Wall Street Frets Over Cuban Missile Crisis Scenario
This article is from the archive of The New York Sun before the launch of its new website in 2022. The Sun has neither altered nor updated such articles but will seek to correct any errors, mis-categorizations or other problems introduced during transfer.
While Russia and Georgia have agreed to a truce, albeit an uneasy one at best, the rapidly deteriorating relations between America and the Kremlin are adding a frightening new worry: speculation in financial circles both here and overseas that Russian missiles could reappear in Cuba, just 40 miles from Florida’s shores.
Addressing himself to these reports, Mark Leibovit, a veteran analyst and Internet commentator on events that could affect the financial markets, took note of the missile speculation, warning clients on Friday that such an action would surely represent an additional threat to a market already saddled with a slew of worries.
Indeed, the Washington Post reported last month that Russian bombers capable of carrying nuclear bombs could be deployed in Cuba in response to American plans to install a missile defense system in Europe.
Russian missiles last appeared in Cuba in 1962, during the Cuban missile crisis, in what was the closest the world ever came to nuclear war.
Mr. Leibovit, the head of VRTrader.com, an online investment service for traders, told me during the weekend that he thought the installation of such missiles in Cuba — if indeed such an event were to come to pass — could lead to a significant market shellacking. He estimated that the Dow Jones Industrial Average could be vulnerable to falling back to 10,800, and possibly even to the low reached in 2003 of around 7,000. The Dow closed Friday at 11,659.
Mr. Leibovit was negative on the market a few months ago, but recently switched to a more positive view in the wake of the falling price of oil.
Now, though, given Russia’s invasion of Georgia and speculation about the return of Russian missiles in Cuba, he’s getting a lot more concerned.
“The rhetoric between America and Russia is getting downright scary,” he says. “The Russians seem to have gone crazy. Are we in for a replay of the Cuban missile crisis? Who knows what they’ll do next? They’re already threatening to nuke Poland.”
Mr. Leibovit is referencing a declaration Friday by a top Russian general that the Kremlin was prepared to launch a nuclear attack against Poland if it persisted in participating in a deal with America, under which we would provide Poland with Patriot missiles in exchange for locating a missile interceptor base there.
The Cuban missile crisis arose in April 1962, when the Soviet leader, Nikita Khrushchev, conceived the idea of placing intermediate-range missiles in Cuba. He theorized that deployment in Cuba would double the Soviets’ strategic arsenal and provide a real deterrent to a potential American attack against the Soviet Union.
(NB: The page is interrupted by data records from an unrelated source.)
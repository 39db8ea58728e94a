use std::fmt;
use std::sync::Arc;

use tokio::runtime::Handle;
use tokio::sync::Mutex as AsyncMutex;
use tokio_util::task::TaskTracker;

use super::{CacheError, CacheKey, Codec, Evicted, MemoryCache, PersistentStore, StoreState};

/// The two cache tiers behind a single read path and a single write path.
///
/// Reads consult the [`MemoryCache`] first and fall back to the [`PersistentStore`]. Writes only
/// ever go to memory. Values reach the disk as a side effect of being evicted from memory, so a
/// value can be lost if the process exits before it was evicted.
pub struct CacheEngine<P> {
    memory: MemoryCache<P>,
    disk: Option<Arc<PersistentStore>>,
    codec: Arc<dyn Codec<P>>,
    write_backs: TaskTracker,
    flush_lock: AsyncMutex<()>,
    runtime: Handle,
}

impl<P> fmt::Debug for CacheEngine<P> {
    fn fmt(&self, f: &mut fmt::Formatter<'_>) -> fmt::Result {
        f.debug_struct("CacheEngine")
            .field("memory", &self.memory)
            .field("disk", &self.disk)
            .field("pending_write_backs", &self.write_backs.len())
            .finish()
    }
}

impl<P: Clone + Send + Sync + 'static> CacheEngine<P> {
    /// Creates a new engine and starts initializing the persistent store in the background.
    pub fn new(
        memory: MemoryCache<P>,
        disk: Option<PersistentStore>,
        codec: Arc<dyn Codec<P>>,
        runtime: Handle,
    ) -> Self {
        let disk = disk.map(Arc::new);
        if let Some(store) = &disk {
            let store = Arc::clone(store);
            runtime.spawn_blocking(move || {
                if let Err(e) = store.initialize() {
                    tracing::error!(
                        error = &e as &dyn std::error::Error,
                        path = %store.dir().display(),
                        "Failed to initialize persistent store"
                    );
                }
            });
        }

        Self {
            memory,
            disk,
            codec,
            write_backs: TaskTracker::new(),
            flush_lock: AsyncMutex::new(()),
            runtime,
        }
    }

    pub fn memory(&self) -> &MemoryCache<P> {
        &self.memory
    }

    pub fn disk(&self) -> Option<&PersistentStore> {
        self.disk.as_deref()
    }

    /// The state of the persistent store, or `None` if the engine has no disk tier.
    pub fn disk_state(&self) -> Option<StoreState> {
        self.disk.as_ref().map(|disk| disk.state())
    }

    /// Waits until the persistent store is ready. Returns immediately without a disk tier.
    pub async fn ready(&self) {
        if let Some(disk) = &self.disk {
            disk.ready().await;
        }
    }

    /// Looks up `key` in memory, then on disk.
    pub async fn lookup(&self, key: &str) -> Option<P> {
        metric!(counter("caches.access") += 1);
        if let Some(value) = self.lookup_memory(key) {
            return Some(value);
        }
        self.lookup_disk(key).await
    }

    /// Looks up `key` in the memory tier only.
    pub fn lookup_memory(&self, key: &str) -> Option<P> {
        let value = self.memory.get(key)?;
        metric!(counter("caches.memory.hit") += 1);
        Some(value)
    }

    /// Looks up `key` in the disk tier only.
    ///
    /// The file is read and decoded on the blocking pool. A hit is promoted into the memory tier.
    /// Every failure is logged and counts as a miss, and undecodable entries are removed.
    pub async fn lookup_disk(&self, key: &str) -> Option<P> {
        let disk = self.disk.as_ref()?;
        let cache_key = CacheKey::new(key);
        let store = Arc::clone(disk);
        let codec = Arc::clone(&self.codec);

        let result = self
            .runtime
            .spawn_blocking(move || -> Result<Option<P>, CacheError> {
                let Some(bytes) = store.get(&cache_key)? else {
                    return Ok(None);
                };
                metric!(time_raw("caches.disk.size") = bytes.len() as u64);
                match codec.decode(&bytes) {
                    Ok(value) => Ok(Some(value)),
                    Err(e) => {
                        // an unreadable entry would never become readable again
                        let _ = store.remove(&cache_key);
                        Err(e)
                    }
                }
            })
            .await;

        let value = match result {
            Ok(Ok(value)) => value,
            Ok(Err(e)) => {
                e.log(key, "read");
                None
            }
            Err(e) => {
                tracing::error!(error = &e as &dyn std::error::Error, key, "Disk lookup panicked");
                None
            }
        };

        match value {
            Some(value) => {
                metric!(counter("caches.disk.hit") += 1);
                tracing::trace!(key, "Promoting disk hit into memory");
                self.store(key.to_owned(), value.clone());
                Some(value)
            }
            None => {
                metric!(counter("caches.disk.miss") += 1);
                None
            }
        }
    }

    /// Inserts `value` into the memory tier, writing back whatever gets evicted.
    pub fn store(&self, key: String, value: P) {
        let evicted = self.memory.insert(key, value);
        self.write_back(evicted);
    }

    /// Empties the memory tier, writing back every entry.
    pub fn evict_all(&self) {
        let evicted = self.memory.evict_all();
        tracing::debug!(count = evicted.len(), "Evicted all entries from memory");
        self.write_back(evicted);
    }

    /// Empties the memory tier, then deletes and reinitializes the persistent store.
    ///
    /// Write-backs of the entries evicted here, and of all earlier evictions still in flight,
    /// belong to the old store generation and are discarded. To persist memory before clearing,
    /// call [`evict_all`](Self::evict_all) and [`flush`](Self::flush) first.
    pub fn evict_all_and_reset_disk(&self) {
        self.evict_all();
        self.reset_disk();
    }

    /// Deletes and reinitializes the persistent store in the background.
    ///
    /// The store is [`Resetting`](StoreState::Resetting) as soon as this returns.
    pub fn reset_disk(&self) {
        let Some(disk) = &self.disk else {
            return;
        };
        let generation = disk.begin_reset();
        tracing::debug!(generation, path = %disk.dir().display(), "Resetting persistent store");

        let store = Arc::clone(disk);
        self.runtime.spawn_blocking(move || {
            if let Err(e) = store.wipe(generation) {
                tracing::error!(
                    error = &e as &dyn std::error::Error,
                    path = %store.dir().display(),
                    "Failed to reset persistent store"
                );
            }
        });
    }

    /// Waits until every write-back started so far has completed.
    pub async fn flush(&self) {
        let _guard = self.flush_lock.lock().await;
        self.write_backs.close();
        self.write_backs.wait().await;
        self.write_backs.reopen();
    }

    /// Persists `entries` on the blocking pool.
    ///
    /// The store generation is captured now, so the write is discarded if the store gets reset
    /// before it lands. Batches may land in any order, the eviction version of each entry keeps an
    /// older value from replacing a newer one.
    fn write_back(&self, entries: Vec<Evicted<P>>) {
        if entries.is_empty() {
            return;
        }
        let Some(disk) = &self.disk else {
            return;
        };
        let generation = disk.generation();
        let store = Arc::clone(disk);
        let codec = Arc::clone(&self.codec);

        self.write_backs.spawn_blocking_on(
            move || {
                for entry in entries {
                    let result = codec.encode(&entry.value).and_then(|bytes| {
                        let key = CacheKey::new(&entry.key);
                        store.put(&key, &bytes, generation, entry.version)
                    });
                    if let Err(e) = result {
                        e.log(&entry.key, "write-back");
                    }
                }
            },
            &self.runtime,
        );
    }
}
At the time, the Cuban leader, Fidel Castro, was looking for a way to defend his island from an American attack following the failed Bay of Pigs invasion in 1961, an effort by American-trained Cuban exiles to overthrow the Cuban government. Consequently, he approved Khrushchev’s plan, which secretly went into effect in the summer of 1962.
In mid-October, reconnaissance photographs disclosed the Soviet missiles. On October 22, President Kennedy announced the discovery of the missile installations to the public and his decision to quarantine the island. At the same time, he proclaimed that any missile attack launched from Cuba would be regarded as an attack on America by the Soviet Union and demanded that the Soviets remove all their offensive weapons from Cuba. Negotiations ensued and on October 28 an agreement was reached whereby the Soviets removed their missiles and light bombers in return for assurances America would not invade Cuba.
Presumably, this agreement, which in theory is still in effect, would be scrapped if Russia were to place missiles there again, a former Merrill Lynch strategist, Bill Rhodes, says.
Interestingly, the market reaction to the Cuban missile crisis, in the first day of trading after the public learned of the situation, saw the Dow drop just 10.5 points, or less than 2%. At the time, though, the Dow was trading in the 500s.
The chief investment strategist of Standard & Poor’s, Sam Stovall, figures the market would react negatively to a reinstallation of the missiles, but he thinks, unlike Mr. Leibovit, that the decline would be minimal, no more than a couple of percentage points. Why so little? Because he believes cooler heads would prevail and such an action would be reversed quickly.
An obvious question is why investors are taking the prospect of missile installations so close to America so lightly.
“Because they’re not realistically relating to the events of 1962, and don’t understand the gravity of the situation,” Mr. Rhodes says. “The real story is we’re getting a steady and dangerous buildup of bellicose activities.”